在鸟哥《深入理解PHP原理之对象(一)》看到一段挺有意思的代码
“PHP通过这种比较ugly但是简单高效的方法, 实现了对属性访问权限的标识.知道了, 我们就可以干一些不合常理的事请, 比如访问对象的私有/保护属性”
<?php
class Foo {
private $_name = "laruence";
protected $_age = 28;
}
$foo = new Foo();
$arr = (array) $foo;
var_dump($arr["\0Foo\0_name"]);
var_dump($arr["\0*\0_age"]);
//output:
string(8) "laruence"
int(28)
至于这算不算BUG本文就不议论了,有兴趣的可以看看这里 (见: Bug #44273 access to private and protected class variables allowed when casting to array ): 下面有相关议论
那为什么对象转成数组以后能通过构建特殊的key去访问呢?直接看关键代码吧! (已下代码PHP版本为: 5.4.27)
/* Zend/zend_API.c +3361*/
ZEND_API int zend_declare_property_ex(zend_class_entry *ce, const char *name, int name_length, zval *property, int access_type, const char *doc_comment, int doc_comment_len TSRMLS_DC)
{
.....
switch (access_type & ZEND_ACC_PPP_MASK) {
case ZEND_ACC_PRIVATE: {
char *priv_name;
int priv_name_length;
zend_mangle_property_name(&priv_name, &priv_name_length, ce->name, ce->name_length, name, name_length, ce->type & ZEND_INTERNAL_CLASS);
property_info.name = priv_name;
property_info.name_length = priv_name_length;
}
break;
case ZEND_ACC_PROTECTED: {
char *prot_name;
int prot_name_length;
zend_mangle_property_name(&prot_name, &prot_name_length, "*", 1, name, name_length, ce->type & ZEND_INTERNAL_CLASS);
property_info.name = prot_name;
property_info.name_length = prot_name_length;
}
break;
case ZEND_ACC_PUBLIC:
if (IS_INTERNED(name)) {
property_info.name = (char*)name;
} else {
property_info.name = ce->type & ZEND_INTERNAL_CLASS ? zend_strndup(name, name_length) : estrndup(name, name_length);
}
property_info.name_length = name_length;
break;
}
.....
zend_hash_quick_update(&ce->properties_info, name, name_length+1, h, &property_info, sizeof(zend_property_info), NULL);
return SUCCESS;
}
可以看到当属性是private和protected时候调用zend_mangle_property_name
来构造property_info.name
(转换后的key),而它们第3,4个参数也不一样,private传入的是类名
,而protected传入的是*
字符。在看看zend_mangle_property_name
函数的实现就一目了然了。
/* Zend/zend_compile.c +5037 */
ZEND_API void zend_mangle_property_name(char **dest, int *dest_length, const char *src1, int src1_length, const char *src2, int src2_length, int internal)
{
char *prop_name;
int prop_name_length;
prop_name_length = 1 + src1_length + 1 + src2_length;
prop_name = pemalloc(prop_name_length + 1, internal);
prop_name[0] = '\0';
memcpy(prop_name + 1, src1, src1_length+1);
memcpy(prop_name + 1 + src1_length + 1, src2, src2_length+1);
*dest = prop_name;
*dest_length = prop_name_length;
}
所以对象的private属性我们可以强制转换为array后通过$obj["\0类名\0属性名"]

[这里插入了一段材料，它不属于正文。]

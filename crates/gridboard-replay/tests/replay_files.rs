use std::fs;
use std::io::BufReader;

use gridboard_layout::{EngineConfig, EventOutcome, LayoutError, NoSpaceCategory};
use gridboard_replay::ReplayError;
use gridboard_replay::replay::{RunArgs, load_catalog, load_config, read_trace, replay, run_replay};
use tempfile::tempdir;

const NARROW_CATALOG: &str = r#"{
    "types": [{"kind": "note", "default_width": 1, "default_height": 1}],
    "sizes": [
        {"width": 1, "height": 1, "label": "Small"},
        {"width": 2, "height": 1, "label": "Wide"}
    ]
}"#;

#[test]
fn config_and_catalog_files_drive_the_session() {
    let dir = tempdir().expect("tempdir");
    let config_path = dir.path().join("engine.toml");
    fs::write(&config_path, "[grid]\ncolumns = 2\nrows = 1\n").expect("write config");
    let catalog_path = dir.path().join("catalog.json");
    fs::write(&catalog_path, NARROW_CATALOG).expect("write catalog");
    let trace_path = dir.path().join("trace.jsonl");
    fs::write(
        &trace_path,
        concat!(
            "{\"event\":\"add_widget\",\"kind\":\"note\"}\n",
            "{\"event\":\"add_widget\",\"kind\":\"note\",\"width\":2,\"height\":1}\n",
            "{\"event\":\"add_widget\",\"kind\":\"goals\"}\n",
        ),
    )
    .expect("write trace");

    let config = load_config(Some(config_path.as_path())).expect("config");
    assert_eq!((config.grid.columns, config.grid.rows), (2, 1));
    let catalog = load_catalog(Some(catalog_path.as_path())).expect("catalog");
    let file = fs::File::open(&trace_path).expect("open trace");
    let events = read_trace(BufReader::new(file)).expect("trace");

    let summary = replay(config, &catalog, &events).expect("replay");
    assert_eq!(summary.failures, 2);
    match &summary.reports[1].outcome {
        EventOutcome::Failed {
            error: LayoutError::NoSpace(report),
            ..
        } => {
            assert_eq!(
                report.category,
                NoSpaceCategory::SizeUnavailable {
                    alternatives: vec![catalog.sizes[0].clone()]
                }
            );
        }
        other => panic!("expected NoSpace, got {other:?}"),
    }
    assert!(matches!(
        &summary.reports[2].outcome,
        EventOutcome::Failed {
            error: LayoutError::UnknownWidgetType { .. },
            ..
        }
    ));
}

#[test]
fn json_config_is_accepted() {
    let dir = tempdir().expect("tempdir");
    let path = dir.path().join("engine.json");
    fs::write(&path, r#"{"drag": {"threshold_px": 10.0}}"#).expect("write config");
    let config = load_config(Some(path.as_path())).expect("config");
    assert_eq!(config.drag.threshold_px, 10.0);
    assert_eq!(config.grid, EngineConfig::default().grid);
}

#[test]
fn invalid_config_maps_to_config_exit_code() {
    let dir = tempdir().expect("tempdir");
    let path = dir.path().join("engine.toml");
    fs::write(&path, "[grid]\nrows = 0\n").expect("write config");
    let err = load_config(Some(path.as_path())).expect_err("rows must be positive");
    assert!(matches!(err, ReplayError::Config(_)));
    assert_eq!(err.exit_code(), 78);
}

#[test]
fn unsupported_config_extension_is_rejected() {
    let dir = tempdir().expect("tempdir");
    let path = dir.path().join("engine.yaml");
    fs::write(&path, "grid: {}\n").expect("write config");
    assert!(matches!(
        load_config(Some(path.as_path())),
        Err(ReplayError::InvalidArgument { .. })
    ));
}

#[test]
fn strict_mode_fails_on_failed_events() {
    let dir = tempdir().expect("tempdir");
    let trace_path = dir.path().join("trace.jsonl");
    fs::write(&trace_path, "{\"event\":\"drag_start\",\"id\":1}\n").expect("write trace");

    let args = RunArgs {
        events: trace_path,
        config: None,
        catalog: None,
        json: true,
        strict: true,
    };
    let err = run_replay(args).expect_err("edit mode is off");
    assert_eq!(err.exit_code(), 2);
    assert_eq!(err.to_string(), "1 of 1 events failed");
}
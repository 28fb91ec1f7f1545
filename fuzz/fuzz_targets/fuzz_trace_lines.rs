#![no_main]

use gridboard_layout::{EngineConfig, LayoutSession, SessionEvent, WidgetCatalog};
use libfuzzer_sys::fuzz_target;

fuzz_target!(|data: &[u8]| {
    let Ok(text) = std::str::from_utf8(data) else {
        return;
    };
    let Ok(mut session) = LayoutSession::new(EngineConfig::default()) else {
        return;
    };
    let catalog = WidgetCatalog::standard();

    for line in text.lines().take(256) {
        let Ok(event) = serde_json::from_str::<SessionEvent>(line) else {
            continue;
        };
        let report = session.apply(&event, &catalog);
        // Every report must serialize back out.
        serde_json::to_string(&report).expect("report serializes");
        assert!(session.registry().invariant_report().is_empty());
    }
});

来访问,而protected则是$obj["\0*\0属性名"]
至于流程可以通过zend_do_declare_property
关键字到 http://lxr.php.net/ 搜索, 大概就是
- zend_do_declare_property
- zend_declare_property_ex
- zend_mangle_property_name
嗯,好像也没写什么的样子,一些细节比如property_info被zend_hash_quick_update, 类型的转换都没理解清楚。